WHAT TO PRODUCE: Go over the entries and report the lines where the word "fixed" occurs.

(Saved entries)
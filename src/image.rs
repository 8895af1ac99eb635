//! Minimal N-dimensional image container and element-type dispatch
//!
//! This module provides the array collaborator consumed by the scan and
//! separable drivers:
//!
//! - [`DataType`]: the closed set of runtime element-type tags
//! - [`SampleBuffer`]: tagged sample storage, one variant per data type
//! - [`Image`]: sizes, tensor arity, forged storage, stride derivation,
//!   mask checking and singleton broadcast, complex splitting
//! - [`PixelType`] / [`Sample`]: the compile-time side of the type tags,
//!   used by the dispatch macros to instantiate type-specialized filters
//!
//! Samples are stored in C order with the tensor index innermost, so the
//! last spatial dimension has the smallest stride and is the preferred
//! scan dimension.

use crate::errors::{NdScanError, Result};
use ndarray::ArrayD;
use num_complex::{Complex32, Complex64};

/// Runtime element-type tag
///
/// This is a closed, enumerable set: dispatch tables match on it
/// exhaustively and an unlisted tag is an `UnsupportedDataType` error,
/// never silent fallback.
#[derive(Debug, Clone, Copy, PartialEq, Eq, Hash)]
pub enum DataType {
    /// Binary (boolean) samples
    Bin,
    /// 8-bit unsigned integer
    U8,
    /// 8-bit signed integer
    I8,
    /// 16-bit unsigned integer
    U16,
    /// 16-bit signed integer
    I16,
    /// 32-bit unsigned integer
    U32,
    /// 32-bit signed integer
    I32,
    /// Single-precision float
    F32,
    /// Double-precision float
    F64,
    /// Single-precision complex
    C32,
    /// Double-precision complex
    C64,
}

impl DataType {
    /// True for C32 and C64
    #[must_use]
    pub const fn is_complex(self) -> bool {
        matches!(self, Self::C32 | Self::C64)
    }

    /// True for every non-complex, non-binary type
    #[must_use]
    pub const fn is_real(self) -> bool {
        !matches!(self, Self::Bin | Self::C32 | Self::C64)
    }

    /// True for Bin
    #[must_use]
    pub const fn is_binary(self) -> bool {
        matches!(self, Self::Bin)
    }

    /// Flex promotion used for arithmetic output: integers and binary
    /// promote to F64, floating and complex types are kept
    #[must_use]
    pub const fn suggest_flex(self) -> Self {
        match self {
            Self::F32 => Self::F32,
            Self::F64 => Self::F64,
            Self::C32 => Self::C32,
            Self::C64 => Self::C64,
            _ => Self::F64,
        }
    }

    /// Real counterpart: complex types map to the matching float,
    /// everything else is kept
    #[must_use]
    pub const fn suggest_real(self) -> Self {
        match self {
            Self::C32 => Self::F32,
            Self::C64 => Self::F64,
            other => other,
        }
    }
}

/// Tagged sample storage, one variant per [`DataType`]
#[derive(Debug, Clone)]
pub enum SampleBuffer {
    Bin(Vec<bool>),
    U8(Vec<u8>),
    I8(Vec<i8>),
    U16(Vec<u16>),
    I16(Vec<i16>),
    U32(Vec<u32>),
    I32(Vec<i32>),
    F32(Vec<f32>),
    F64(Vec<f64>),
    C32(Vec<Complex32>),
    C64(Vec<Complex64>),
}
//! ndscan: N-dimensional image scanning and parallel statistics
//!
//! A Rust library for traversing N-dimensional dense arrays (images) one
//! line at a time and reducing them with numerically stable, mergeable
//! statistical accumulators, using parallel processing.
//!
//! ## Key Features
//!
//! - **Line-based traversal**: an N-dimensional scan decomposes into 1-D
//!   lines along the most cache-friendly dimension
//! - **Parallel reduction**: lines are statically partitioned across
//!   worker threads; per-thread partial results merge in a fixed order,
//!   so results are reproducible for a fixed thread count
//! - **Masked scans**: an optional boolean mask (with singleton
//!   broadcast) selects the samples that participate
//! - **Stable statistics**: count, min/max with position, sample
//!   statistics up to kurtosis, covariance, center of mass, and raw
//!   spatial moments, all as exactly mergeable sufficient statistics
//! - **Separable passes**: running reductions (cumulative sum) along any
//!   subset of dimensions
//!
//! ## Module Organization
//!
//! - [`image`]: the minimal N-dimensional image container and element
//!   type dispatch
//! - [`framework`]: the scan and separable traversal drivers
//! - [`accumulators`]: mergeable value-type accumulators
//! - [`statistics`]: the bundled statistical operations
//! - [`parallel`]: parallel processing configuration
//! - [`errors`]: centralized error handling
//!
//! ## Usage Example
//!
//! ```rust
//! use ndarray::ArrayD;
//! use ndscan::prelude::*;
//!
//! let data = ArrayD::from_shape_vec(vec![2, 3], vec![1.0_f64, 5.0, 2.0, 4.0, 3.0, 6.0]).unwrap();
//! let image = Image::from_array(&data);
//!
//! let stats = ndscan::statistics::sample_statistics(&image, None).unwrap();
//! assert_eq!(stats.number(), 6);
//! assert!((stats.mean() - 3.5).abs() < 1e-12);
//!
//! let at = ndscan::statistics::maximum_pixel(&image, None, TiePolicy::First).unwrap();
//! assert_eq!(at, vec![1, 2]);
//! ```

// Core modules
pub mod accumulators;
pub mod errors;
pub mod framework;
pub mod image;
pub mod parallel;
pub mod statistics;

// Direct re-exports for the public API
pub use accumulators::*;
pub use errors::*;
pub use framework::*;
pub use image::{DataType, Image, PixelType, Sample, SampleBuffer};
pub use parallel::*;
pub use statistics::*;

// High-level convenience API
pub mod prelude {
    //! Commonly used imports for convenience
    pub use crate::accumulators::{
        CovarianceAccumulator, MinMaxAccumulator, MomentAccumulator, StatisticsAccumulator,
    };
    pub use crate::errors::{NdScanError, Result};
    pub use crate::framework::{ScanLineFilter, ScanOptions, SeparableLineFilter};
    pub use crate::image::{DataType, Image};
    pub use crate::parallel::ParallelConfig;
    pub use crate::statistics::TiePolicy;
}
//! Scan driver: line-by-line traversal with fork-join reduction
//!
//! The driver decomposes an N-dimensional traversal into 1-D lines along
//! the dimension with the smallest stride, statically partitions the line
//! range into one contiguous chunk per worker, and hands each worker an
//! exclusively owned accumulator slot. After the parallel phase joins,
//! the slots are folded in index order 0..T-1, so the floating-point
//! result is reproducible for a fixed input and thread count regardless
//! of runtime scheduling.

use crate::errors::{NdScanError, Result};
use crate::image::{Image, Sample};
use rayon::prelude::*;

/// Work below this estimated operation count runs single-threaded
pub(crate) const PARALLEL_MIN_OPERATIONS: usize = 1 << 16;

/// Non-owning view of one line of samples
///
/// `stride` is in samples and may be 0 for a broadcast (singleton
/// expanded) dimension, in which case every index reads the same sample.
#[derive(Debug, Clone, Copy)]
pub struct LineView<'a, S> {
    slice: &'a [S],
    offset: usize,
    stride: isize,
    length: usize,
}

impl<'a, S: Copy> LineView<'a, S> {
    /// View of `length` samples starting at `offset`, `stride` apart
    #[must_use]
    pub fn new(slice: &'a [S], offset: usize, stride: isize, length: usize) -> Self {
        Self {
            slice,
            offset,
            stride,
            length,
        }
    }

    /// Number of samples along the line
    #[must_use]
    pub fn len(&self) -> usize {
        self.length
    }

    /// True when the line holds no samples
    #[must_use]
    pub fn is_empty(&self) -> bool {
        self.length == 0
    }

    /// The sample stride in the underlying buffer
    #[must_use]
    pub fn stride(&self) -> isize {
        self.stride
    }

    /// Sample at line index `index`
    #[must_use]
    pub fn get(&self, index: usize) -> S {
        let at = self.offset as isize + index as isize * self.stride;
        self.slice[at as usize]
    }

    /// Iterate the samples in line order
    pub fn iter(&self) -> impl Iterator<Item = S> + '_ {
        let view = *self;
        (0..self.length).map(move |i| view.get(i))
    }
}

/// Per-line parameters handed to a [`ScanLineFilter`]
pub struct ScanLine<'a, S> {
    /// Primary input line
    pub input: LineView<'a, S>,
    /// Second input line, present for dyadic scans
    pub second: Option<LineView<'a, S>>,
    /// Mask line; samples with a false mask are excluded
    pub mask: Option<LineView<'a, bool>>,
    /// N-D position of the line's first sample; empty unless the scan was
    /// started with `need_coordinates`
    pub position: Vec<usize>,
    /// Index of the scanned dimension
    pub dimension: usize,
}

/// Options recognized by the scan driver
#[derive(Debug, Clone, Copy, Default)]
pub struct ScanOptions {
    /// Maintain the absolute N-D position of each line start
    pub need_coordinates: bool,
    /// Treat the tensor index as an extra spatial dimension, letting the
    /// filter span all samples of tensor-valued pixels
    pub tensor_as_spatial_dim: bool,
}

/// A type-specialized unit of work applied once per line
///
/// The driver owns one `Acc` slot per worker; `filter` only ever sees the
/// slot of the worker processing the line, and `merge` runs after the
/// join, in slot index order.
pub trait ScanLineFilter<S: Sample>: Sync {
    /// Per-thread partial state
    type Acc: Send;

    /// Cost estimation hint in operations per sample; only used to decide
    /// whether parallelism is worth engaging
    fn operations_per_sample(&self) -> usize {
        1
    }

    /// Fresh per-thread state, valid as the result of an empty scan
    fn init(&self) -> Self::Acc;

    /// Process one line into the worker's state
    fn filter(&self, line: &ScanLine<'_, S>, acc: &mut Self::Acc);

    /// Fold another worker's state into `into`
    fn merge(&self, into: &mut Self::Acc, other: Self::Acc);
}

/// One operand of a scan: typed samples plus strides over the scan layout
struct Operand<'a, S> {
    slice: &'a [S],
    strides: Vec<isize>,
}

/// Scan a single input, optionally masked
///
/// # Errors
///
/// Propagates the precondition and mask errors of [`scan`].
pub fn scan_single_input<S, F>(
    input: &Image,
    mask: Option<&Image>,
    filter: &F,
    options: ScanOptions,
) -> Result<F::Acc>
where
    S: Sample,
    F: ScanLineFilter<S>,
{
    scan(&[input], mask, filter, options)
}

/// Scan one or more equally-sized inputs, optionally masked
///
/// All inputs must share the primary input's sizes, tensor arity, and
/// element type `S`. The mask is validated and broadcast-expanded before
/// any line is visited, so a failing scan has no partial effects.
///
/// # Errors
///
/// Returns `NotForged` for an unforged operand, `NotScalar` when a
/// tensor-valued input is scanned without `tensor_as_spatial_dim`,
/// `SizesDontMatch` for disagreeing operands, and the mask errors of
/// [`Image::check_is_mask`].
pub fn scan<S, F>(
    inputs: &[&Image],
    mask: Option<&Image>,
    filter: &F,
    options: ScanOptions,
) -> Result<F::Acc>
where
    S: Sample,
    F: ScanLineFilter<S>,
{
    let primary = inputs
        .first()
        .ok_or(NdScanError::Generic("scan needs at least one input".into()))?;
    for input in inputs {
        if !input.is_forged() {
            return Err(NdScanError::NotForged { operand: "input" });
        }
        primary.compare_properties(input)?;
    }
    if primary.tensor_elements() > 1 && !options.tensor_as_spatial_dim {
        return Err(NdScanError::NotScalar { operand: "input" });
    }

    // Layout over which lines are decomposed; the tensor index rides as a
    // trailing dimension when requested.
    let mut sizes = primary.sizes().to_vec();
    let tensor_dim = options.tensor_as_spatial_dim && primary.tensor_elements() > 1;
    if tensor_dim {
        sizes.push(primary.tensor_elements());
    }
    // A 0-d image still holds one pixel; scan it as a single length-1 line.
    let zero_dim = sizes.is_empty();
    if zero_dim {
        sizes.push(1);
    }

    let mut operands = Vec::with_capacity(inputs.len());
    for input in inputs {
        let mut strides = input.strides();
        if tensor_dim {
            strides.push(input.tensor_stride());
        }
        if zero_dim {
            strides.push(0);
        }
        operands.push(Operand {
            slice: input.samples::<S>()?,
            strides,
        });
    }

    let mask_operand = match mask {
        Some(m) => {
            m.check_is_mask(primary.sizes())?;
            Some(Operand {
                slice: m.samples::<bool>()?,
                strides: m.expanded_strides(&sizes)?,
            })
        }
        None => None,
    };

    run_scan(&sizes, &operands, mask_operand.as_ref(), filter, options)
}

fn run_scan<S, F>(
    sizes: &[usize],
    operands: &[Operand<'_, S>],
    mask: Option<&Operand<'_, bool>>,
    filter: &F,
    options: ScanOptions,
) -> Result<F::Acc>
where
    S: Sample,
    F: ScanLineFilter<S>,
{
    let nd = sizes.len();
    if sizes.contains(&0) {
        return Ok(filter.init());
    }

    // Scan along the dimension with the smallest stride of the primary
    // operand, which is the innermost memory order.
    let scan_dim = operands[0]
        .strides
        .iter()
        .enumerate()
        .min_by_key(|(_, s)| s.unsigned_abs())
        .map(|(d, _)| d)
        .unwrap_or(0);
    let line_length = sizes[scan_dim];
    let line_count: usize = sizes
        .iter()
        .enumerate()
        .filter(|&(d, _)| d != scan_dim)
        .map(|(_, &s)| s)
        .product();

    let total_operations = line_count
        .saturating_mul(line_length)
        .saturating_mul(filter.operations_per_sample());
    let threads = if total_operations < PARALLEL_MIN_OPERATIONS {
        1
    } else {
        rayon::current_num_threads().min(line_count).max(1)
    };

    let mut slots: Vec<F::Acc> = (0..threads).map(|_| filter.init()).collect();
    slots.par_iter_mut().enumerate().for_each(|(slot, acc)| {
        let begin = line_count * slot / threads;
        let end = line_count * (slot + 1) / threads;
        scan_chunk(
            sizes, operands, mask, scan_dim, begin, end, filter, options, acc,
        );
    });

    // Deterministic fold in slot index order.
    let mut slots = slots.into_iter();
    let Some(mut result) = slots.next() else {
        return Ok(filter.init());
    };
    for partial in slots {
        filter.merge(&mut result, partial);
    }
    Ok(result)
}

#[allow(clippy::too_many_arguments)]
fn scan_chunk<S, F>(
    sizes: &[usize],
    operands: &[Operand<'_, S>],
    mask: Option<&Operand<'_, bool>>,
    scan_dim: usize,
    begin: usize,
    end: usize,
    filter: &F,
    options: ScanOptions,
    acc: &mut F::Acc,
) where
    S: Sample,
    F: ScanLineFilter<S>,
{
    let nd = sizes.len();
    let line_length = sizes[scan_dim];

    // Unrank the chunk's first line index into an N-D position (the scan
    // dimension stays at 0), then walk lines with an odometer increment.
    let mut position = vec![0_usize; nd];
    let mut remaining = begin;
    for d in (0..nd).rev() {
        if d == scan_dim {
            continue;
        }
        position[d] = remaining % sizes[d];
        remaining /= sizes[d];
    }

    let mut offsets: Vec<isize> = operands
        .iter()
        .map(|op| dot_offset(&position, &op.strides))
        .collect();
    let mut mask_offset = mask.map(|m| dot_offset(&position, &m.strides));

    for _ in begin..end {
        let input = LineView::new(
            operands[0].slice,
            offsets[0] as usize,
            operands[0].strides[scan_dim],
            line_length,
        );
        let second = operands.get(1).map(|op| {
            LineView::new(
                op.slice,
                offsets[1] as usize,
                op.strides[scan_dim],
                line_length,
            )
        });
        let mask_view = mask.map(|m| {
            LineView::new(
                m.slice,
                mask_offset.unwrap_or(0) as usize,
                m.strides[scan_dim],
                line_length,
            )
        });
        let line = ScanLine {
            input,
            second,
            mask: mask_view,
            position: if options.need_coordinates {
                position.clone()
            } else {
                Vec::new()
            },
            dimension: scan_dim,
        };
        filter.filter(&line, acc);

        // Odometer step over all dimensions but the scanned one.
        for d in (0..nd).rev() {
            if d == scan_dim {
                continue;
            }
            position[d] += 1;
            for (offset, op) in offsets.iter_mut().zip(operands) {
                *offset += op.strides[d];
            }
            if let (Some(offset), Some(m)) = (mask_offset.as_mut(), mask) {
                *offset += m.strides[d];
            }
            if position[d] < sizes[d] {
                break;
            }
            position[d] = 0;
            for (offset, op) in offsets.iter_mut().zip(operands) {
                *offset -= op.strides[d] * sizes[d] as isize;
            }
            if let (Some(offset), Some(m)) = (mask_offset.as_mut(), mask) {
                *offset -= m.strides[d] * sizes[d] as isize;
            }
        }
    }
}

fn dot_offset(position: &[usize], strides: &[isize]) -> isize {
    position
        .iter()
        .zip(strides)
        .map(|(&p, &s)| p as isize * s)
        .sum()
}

SOLUTION TO THIS PROBLEM:
//!   worker threads; per-thread partial results merge in a fixed order,
//!   so results are reproducible for a fixed thread count
//! result is reproducible for a fixed input and thread count regardless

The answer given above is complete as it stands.